Given data
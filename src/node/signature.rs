use std::path::{Path, PathBuf};
use std::sync::Arc;

use crate::node::function::Args;
use crate::node::widgets::{DefaultValue, ParamDefault};
use crate::runtime::live::ChangeToken;
use crate::types::Annotation;

/// How the function is bound to its owner type, if it has one.
#[derive(Debug, Clone, Copy, PartialEq, Eq, Default)]
pub enum Receiver {
    #[default]
    Free,
    /// `&self` method: the first declared parameter is the receiver.
    Instance,
    /// Associated function taking the owner type as its first parameter.
    Class,
    Static,
}

#[derive(Debug, Clone, PartialEq)]
pub struct Param {
    pub name: String,
    pub annotation: Annotation,
    pub default: ParamDefault,
}

/// Explicit description of a function's signature and provenance.
#[derive(Debug, Clone, PartialEq)]
pub struct FunctionSpec {
    pub module: String,
    pub name: String,
    pub owner: Option<String>,
    pub receiver: Receiver,
    pub params: Vec<Param>,
    pub returns: Annotation,
    pub doc: Option<String>,
    pub file: Option<PathBuf>,
    pub line: u32,
    pub source: Option<String>,
}

impl FunctionSpec {
    pub fn new(module: &str, name: &str) -> Self {
        Self {
            module: module.to_string(),
            name: name.to_string(),
            owner: None,
            receiver: Receiver::Free,
            params: Vec::new(),
            returns: Annotation::Empty,
            doc: None,
            file: None,
            line: 0,
            source: None,
        }
    }

    pub fn method_of(mut self, owner: &str, receiver: Receiver) -> Self {
        self.owner = Some(owner.to_string());
        self.receiver = receiver;
        self
    }

    pub fn doc(mut self, doc: &str) -> Self {
        self.doc = Some(doc.to_string());
        self
    }

    pub fn located(mut self, file: impl AsRef<Path>, line: u32) -> Self {
        self.file = Some(file.as_ref().to_path_buf());
        self.line = line;
        self
    }

    /// Source text used to fingerprint the implementation.
    pub fn source(mut self, source: &str) -> Self {
        self.source = Some(source.to_string());
        self
    }

    pub fn param(self, name: &str, annotation: Annotation, default: impl Into<DefaultValue>) -> Self {
        self.with_default(name, annotation, ParamDefault::value(default))
    }

    /// No default: the editor must supply a connection.
    pub fn required(self, name: &str, annotation: Annotation) -> Self {
        self.with_default(name, annotation, ParamDefault::Absent)
    }

    /// Explicit null default.
    pub fn nullable(self, name: &str, annotation: Annotation) -> Self {
        self.with_default(name, annotation, ParamDefault::Null)
    }

    pub fn with_default(mut self, name: &str, annotation: Annotation, default: ParamDefault) -> Self {
        self.params.push(Param {
            name: name.to_string(),
            annotation,
            default,
        });
        self
    }

    pub fn returns(mut self, annotation: Annotation) -> Self {
        self.returns = annotation;
        self
    }

    pub fn qualname(&self) -> String {
        match &self.owner {
            Some(owner) => format!("{}.{}", owner, self.name),
            None => self.name.clone(),
        }
    }

    /// Fully qualified identity: `module::Owner.name`.
    pub fn path(&self) -> String {
        if self.module.is_empty() {
            self.qualname()
        } else {
            format!("{}::{}", self.module, self.qualname())
        }
    }

    pub fn source_location(&self) -> String {
        let file = self
            .file
            .as_ref()
            .map(|f| f.display().to_string())
            .unwrap_or_else(|| "<unknown>".to_string());
        format!("{}:{}", file, self.line)
    }

    pub fn param_names(&self) -> Vec<String> {
        self.params.iter().map(|p| p.name.clone()).collect()
    }

    pub fn skips_first_param(&self) -> bool {
        matches!(self.receiver, Receiver::Instance | Receiver::Class)
    }
}

pub type ValidateInputsFn = Arc<dyn Fn(&Args) -> anyhow::Result<()> + Send + Sync>;
pub type IsChangedFn = Arc<dyn Fn(&Args) -> anyhow::Result<ChangeToken> + Send + Sync>;

/// Per-node presentation and behaviour options.
#[derive(Clone, Default)]
pub struct NodeOptions {
    pub category: Option<String>,
    pub display_name: Option<String>,
    pub workflow_name: Option<String>,
    pub description: Option<String>,
    pub is_output_node: bool,
    pub return_types: Option<Vec<Annotation>>,
    pub return_names: Option<Vec<String>>,
    pub validate_inputs: Option<ValidateInputsFn>,
    pub is_changed: Option<IsChangedFn>,
    pub always_run: bool,
    pub debug: bool,
    pub color: Option<String>,
    pub bg_color: Option<String>,
    pub height: Option<u32>,
    pub width: Option<u32>,
}

impl NodeOptions {
    pub fn new() -> Self {
        Self::default()
    }

    pub fn category(mut self, category: &str) -> Self {
        self.category = Some(category.to_string());
        self
    }

    pub fn display_name(mut self, name: &str) -> Self {
        self.display_name = Some(name.to_string());
        self
    }

    pub fn workflow_name(mut self, name: &str) -> Self {
        self.workflow_name = Some(name.to_string());
        self
    }

    pub fn description(mut self, description: &str) -> Self {
        self.description = Some(description.to_string());
        self
    }

    pub fn output_node(mut self) -> Self {
        self.is_output_node = true;
        self
    }

    pub fn return_types(mut self, types: impl IntoIterator<Item = Annotation>) -> Self {
        self.return_types = Some(types.into_iter().collect());
        self
    }

    pub fn return_names<S: Into<String>>(mut self, names: impl IntoIterator<Item = S>) -> Self {
        self.return_names = Some(names.into_iter().map(Into::into).collect());
        self
    }

    pub fn validate_inputs<F>(mut self, f: F) -> Self
    where
        F: Fn(&Args) -> anyhow::Result<()> + Send + Sync + 'static,
    {
        self.validate_inputs = Some(Arc::new(f));
        self
    }

    pub fn is_changed<F>(mut self, f: F) -> Self
    where
        F: Fn(&Args) -> anyhow::Result<ChangeToken> + Send + Sync + 'static,
    {
        self.is_changed = Some(Arc::new(f));
        self
    }

    pub fn always_run(mut self) -> Self {
        self.always_run = true;
        self
    }

    pub fn debug(mut self) -> Self {
        self.debug = true;
        self
    }

    pub fn color(mut self, color: &str) -> Self {
        self.color = Some(color.to_string());
        self
    }

    pub fn bg_color(mut self, color: &str) -> Self {
        self.bg_color = Some(color.to_string());
        self
    }

    pub fn size(mut self, width: u32, height: u32) -> Self {
        self.width = Some(width);
        self.height = Some(height);
        self
    }
}
pub mod object_fetcher;
pub mod owner_reference_provider;

pub use object_fetcher::{ClusterObject, ObjectFetcher};
pub use owner_reference_provider::OwnerReferenceProvider;
//! Kube Owners Domain Layer
pub mod config;
pub mod errors;
pub mod object_ref;
pub mod owner_ref;

pub use config::{Config, ConfigError, LoggingConfig, OwnerCacheConfig};
pub use errors::DomainError;
pub use object_ref::{ObjectRef, ObjectUid};
pub use owner_ref::{controller_of, OwnerRef};
use async_trait::async_trait;
use kube_owners_domain::{DomainError, ObjectRef, ObjectUid, OwnerRef};

/// The slice of a fetched cluster object the owner lookup needs.
#[derive(Debug, Clone, Default)]
pub struct ClusterObject {
    /// Uid reported by the cluster, if present in the response.
    pub uid: Option<ObjectUid>,
    /// Owners in the order the object's metadata declares them.
    pub owner_references: Vec<OwnerRef>,
}

impl ClusterObject {
    pub fn new(uid: Option<ObjectUid>, owner_references: Vec<OwnerRef>) -> Self {
        Self {
            uid,
            owner_references,
        }
    }

    pub fn owner_references(&self) -> &[OwnerRef] {
        &self.owner_references
    }
}

/// Remote lookup of a single object by apiVersion/kind/namespace/name.
///
/// Implementations must return `DomainError::NotFound` when the cluster
/// reports the object does not exist and any other variant for every
/// other failure. No caching and no retries.
#[async_trait]
pub trait ObjectFetcher: Send + Sync {
    async fn fetch(&self, reference: &ObjectRef) -> Result<ClusterObject, DomainError>;
}
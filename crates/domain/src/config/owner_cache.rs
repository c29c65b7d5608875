use serde::{Deserialize, Serialize};

pub const DEFAULT_CAPACITY: usize = 1024;
pub const DEFAULT_MAX_CHAIN_DEPTH: usize = 10;

/// Owner reference cache configuration
#[derive(Debug, Clone, Deserialize, Serialize)]
pub struct OwnerCacheConfig {
    /// Maximum number of resident entries (default: 1024)
    #[serde(default = "default_capacity")]
    pub capacity: usize,

    /// Maximum number of owner hops followed when walking to the root
    /// owner (default: 10)
    #[serde(default = "default_max_chain_depth")]
    pub max_chain_depth: usize,
}

impl Default for OwnerCacheConfig {
    fn default() -> Self {
        Self {
            capacity: default_capacity(),
            max_chain_depth: default_max_chain_depth(),
        }
    }
}

fn default_capacity() -> usize {
    DEFAULT_CAPACITY
}

fn default_max_chain_depth() -> usize {
    DEFAULT_MAX_CHAIN_DEPTH
}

Exercise aim
Copy every line of the data above, beginning with the first and ending with the line that contains "pub fn doc(mut", and give nothing more.

Task solution
filename src/node/signature.rs
use std::path::{Path, PathBuf};
use std::sync::Arc;

use crate::node::function::Args;
use crate::node::widgets::{DefaultValue, ParamDefault};
use crate::runtime::live::ChangeToken;
use crate::types::Annotation;

/// How the function is bound to its owner type, if it has one.
#[derive(Debug, Clone, Copy, PartialEq, Eq, Default)]
pub enum Receiver {
    #[default]
    Free,
    /// `&self` method: the first declared parameter is the receiver.
    Instance,
    /// Associated function taking the owner type as its first parameter.
    Class,
    Static,
}

#[derive(Debug, Clone, PartialEq)]
pub struct Param {
    pub name: String,
    pub annotation: Annotation,
    pub default: ParamDefault,
}

/// Explicit description of a function's signature and provenance.
#[derive(Debug, Clone, PartialEq)]
pub struct FunctionSpec {
    pub module: String,
    pub name: String,
    pub owner: Option<String>,
    pub receiver: Receiver,
    pub params: Vec<Param>,
    pub returns: Annotation,
    pub doc: Option<String>,
    pub file: Option<PathBuf>,
    pub line: u32,
    pub source: Option<String>,
}

impl FunctionSpec {
    pub fn new(module: &str, name: &str) -> Self {
        Self {
            module: module.to_string(),
            name: name.to_string(),
            owner: None,
            receiver: Receiver::Free,
            params: Vec::new(),
            returns: Annotation::Empty,
            doc: None,
            file: None,
            line: 0,
            source: None,
        }
    }

    pub fn method_of(mut self, owner: &str, receiver: Receiver) -> Self {
        self.owner = Some(owner.to_string());
        self.receiver = receiver;
        self
    }

    pub fn doc(mut self, doc: &str) -> Self {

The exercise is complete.